From the principle of the "jacobi-rotation" method for obtaining the principal components it is clear, that some ellipsoid (based on the data) is defined by the following idea:

twodimensional case:

  1. rotate the cloud of datapoints such that the sum-of-squared x-coordinates ("ssq(x)") is maximum

  2. the sum-of-squared y-coordinates ("ssq(y)") is then minimal.

multidimensional case:

  1. you do 1) with all pairs of axes x-y, x-z, x-w,... This gives a "temporary" maximum of ssq(x)

  2. then you do 1) with all pairs y-z,y-w,... to obtain a "temporary" maximum of ssq(y) and so on with z-w,....

  3. Then you repeat the whole process until convergence

In principle this only defines the direction of the axes of some ellipsoid. Then, for instance in the monography "Faktorenanalyse" ("factoranalysis") of K. Ueberla, the size of the ellipsoid is defined by: "length of the axes are the roots of ssq(axis)" (paraphrased) Here no direct reference is made to the property of radial deviation (when representated in terms of polar-coordinates).

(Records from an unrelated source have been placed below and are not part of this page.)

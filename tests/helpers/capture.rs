use std::time::Duration;

use tokio::io::AsyncReadExt;
use tokio::net::{TcpListener, TcpStream};
use tokio::sync::mpsc;

/// Cipher suites and ALPN offered in one Client Hello.
#[derive(Debug, Clone)]
pub struct CapturedHello {
    pub cipher_suites: Vec<u16>,
    pub alpn: Vec<String>,
}

impl CapturedHello {
    /// GREASE values have the form 0x?A?A.
    pub fn has_grease(&self) -> bool {
        self.cipher_suites
            .iter()
            .any(|&c| c & 0x0f0f == 0x0a0a && c >> 8 == c & 0xff)
    }

    pub fn offers(&self, suite: u16) -> bool {
        self.cipher_suites.contains(&suite)
    }
}

/// TLS_ECDHE_ECDSA_WITH_AES_256_CBC_SHA, offered by Firefox but not Chrome.
pub const ECDHE_ECDSA_AES_256_CBC_SHA: u16 = 0xc00a;

/// How long a captured connection is held open before it is dropped.
pub const HOLD: Duration = Duration::from_millis(800);

/// Listener that reads the first TLS record of each connection, reports the
/// Client Hello, then holds the socket for [`HOLD`] and closes it, failing the
/// client's handshake.
pub struct HelloCapture {
    listener: TcpListener,
    port: u16,
}

impl HelloCapture {
    pub async fn new() -> std::io::Result<Self> {
        let listener = TcpListener::bind("127.0.0.1:0").await?;
        let port = listener.local_addr()?.port();
        Ok(Self { listener, port })
    }

    pub fn url(&self) -> String {
        format!("https://127.0.0.1:{}/", self.port)
    }

    pub fn start(self) -> mpsc::UnboundedReceiver<CapturedHello> {
        let (tx, rx) = mpsc::unbounded_channel();
        tokio::spawn(async move {
            while let Ok((mut stream, _)) = self.listener.accept().await {
                let tx = tx.clone();
                tokio::spawn(async move {
                    match read_client_hello(&mut stream).await {
                        Some(hello) => {
                            let _ = tx.send(hello);
                        }
                        None => tracing::warn!("no Client Hello captured"),
                    }
                    tokio::time::sleep(HOLD).await;
                });
            }
        });
        rx
    }
}

async fn read_client_hello(stream: &mut TcpStream) -> Option<CapturedHello> {
    let mut header = [0u8; 5];
    stream.read_exact(&mut header).await.ok()?;
    if header[0] != 0x16 {
        return None;
    }
    let len = u16::from_be_bytes([header[3], header[4]]) as usize;
    let mut record = vec![0u8; len];
    stream.read_exact(&mut record).await.ok()?;
    parse_client_hello(&record)
}

/// Parse a handshake message holding a Client Hello.
fn parse_client_hello(msg: &[u8]) -> Option<CapturedHello> {
    let mut r = Reader { buf: msg, pos: 0 };
    if r.u8()? != 0x01 {
        return None;
    }
    r.skip(3)?; // handshake length
    r.skip(2 + 32)?; // legacy_version, random
    let session_id_len = r.u8()? as usize;
    r.skip(session_id_len)?;

    let suites_len = r.u16()? as usize;
    let cipher_suites = (0..suites_len / 2).map(|_| r.u16()).collect::<Option<Vec<_>>>()?;

    let compression_len = r.u8()? as usize;
    r.skip(compression_len)?;

    let mut alpn = Vec::new();
    let extensions_len = r.u16()? as usize;
    let extensions_end = r.pos + extensions_len;
    while r.pos < extensions_end {
        let ext_type = r.u16()?;
        let ext_len = r.u16()? as usize;
        let data = r.take(ext_len)?;
        if ext_type == 0x0010 {
            let mut ext = Reader { buf: data, pos: 2 };
            while ext.pos < data.len() {
                let name_len = ext.u8()? as usize;
                alpn.push(String::from_utf8_lossy(ext.take(name_len)?).into_owned());
            }
        }
    }

    Some(CapturedHello {
        cipher_suites,
        alpn,
    })
}

struct Reader<'a> {
    buf: &'a [u8],
    pos: usize,
}

impl<'a> Reader<'a> {
    fn take(&mut self, n: usize) -> Option<&'a [u8]> {
        let slice = self.buf.get(self.pos..self.pos + n)?;
        self.pos += n;
        Some(slice)
    }

    fn skip(&mut self, n: usize) -> Option<()> {
        self.take(n).map(|_| ())
    }

    fn u8(&mut self) -> Option<u8> {
        self.take(1).map(|b| b[0])
    }

    fn u16(&mut self) -> Option<u16> {
        self.take(2).map(|b| u16::from_be_bytes([b[0], b[1]]))
    }
}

In fact, the concept of minimizing the radial distances is different by a simple consideration.
If we have -for instance- only three datapoints which are nearly on one straight line, then the center of the best-fitting-circle tends to infinity and not to the mean. The same may occur with some cloud of datapoints whose overall shape is that of a small but sufficient segment of a circumference of an ellipse. Well, we may force the origin into the arithmetic center of the cloud - but this introduces a likely artificial restriction. Actually, if you search for "circular regression" you'll arrive at nonlinear, iterative methods much different of the method of principal components.

[update] Here I show the difference between the two concepts in a two-dimensional example. I generated slightly correlated random-data. Rotated to pca-position, such that the x-axis of the plot is the first princ.comp. (eigenvector) and so on.

The blue ellipse is that ellipse using the axis-lengthes of stddev of the principal components.

Then I computed another ellipse by minimizing the sum-of-squares of radial distances of datapoints to the ellipses circumference (just manual checking), this is the red ellipse. Here is the plot:

ellipsefitting

[end update]


One more comment for the geometric visualization (it is just for the two-dimensional case).

Consider the cloud of data as endpoints of vectors from the origin. Then the common concept of the resultant is the mean of the arithmetic/geometric sum of all vectors. This is also called "centroid" and in early times of factor-analysis, without the help of computers, it was often an accepted approximation for the "central tendency": the mean of the coordinates are the best fit in the sense of least "squares-of-distances" .

However, if some vectors have "opposing" (better word?) direction, their influence neutralizes, although they would nicely define an axis. In the old centroid-method such vectors were "inflected" (sign changed) to correct for that effect.

Another option is to double the angle of each vector - then opposing vectors overlay and strengthen each others influence instead of neutralizing. Then take the mean of the new vectors and half its angle. This is then the principal component/axis and thus represents another least-squares estimation for the fit. (The computation of the rotation-criterion agrees perfectly to the minimizing formula of the Jacobi-rotation for PCA)


Just fleshing out Rahul's comment: probably this choice of $\mu$ and $\Sigma$ maximizes the likelihood of the points given a multivariate Gaussian distribution $N(\mu,\Sigma)$.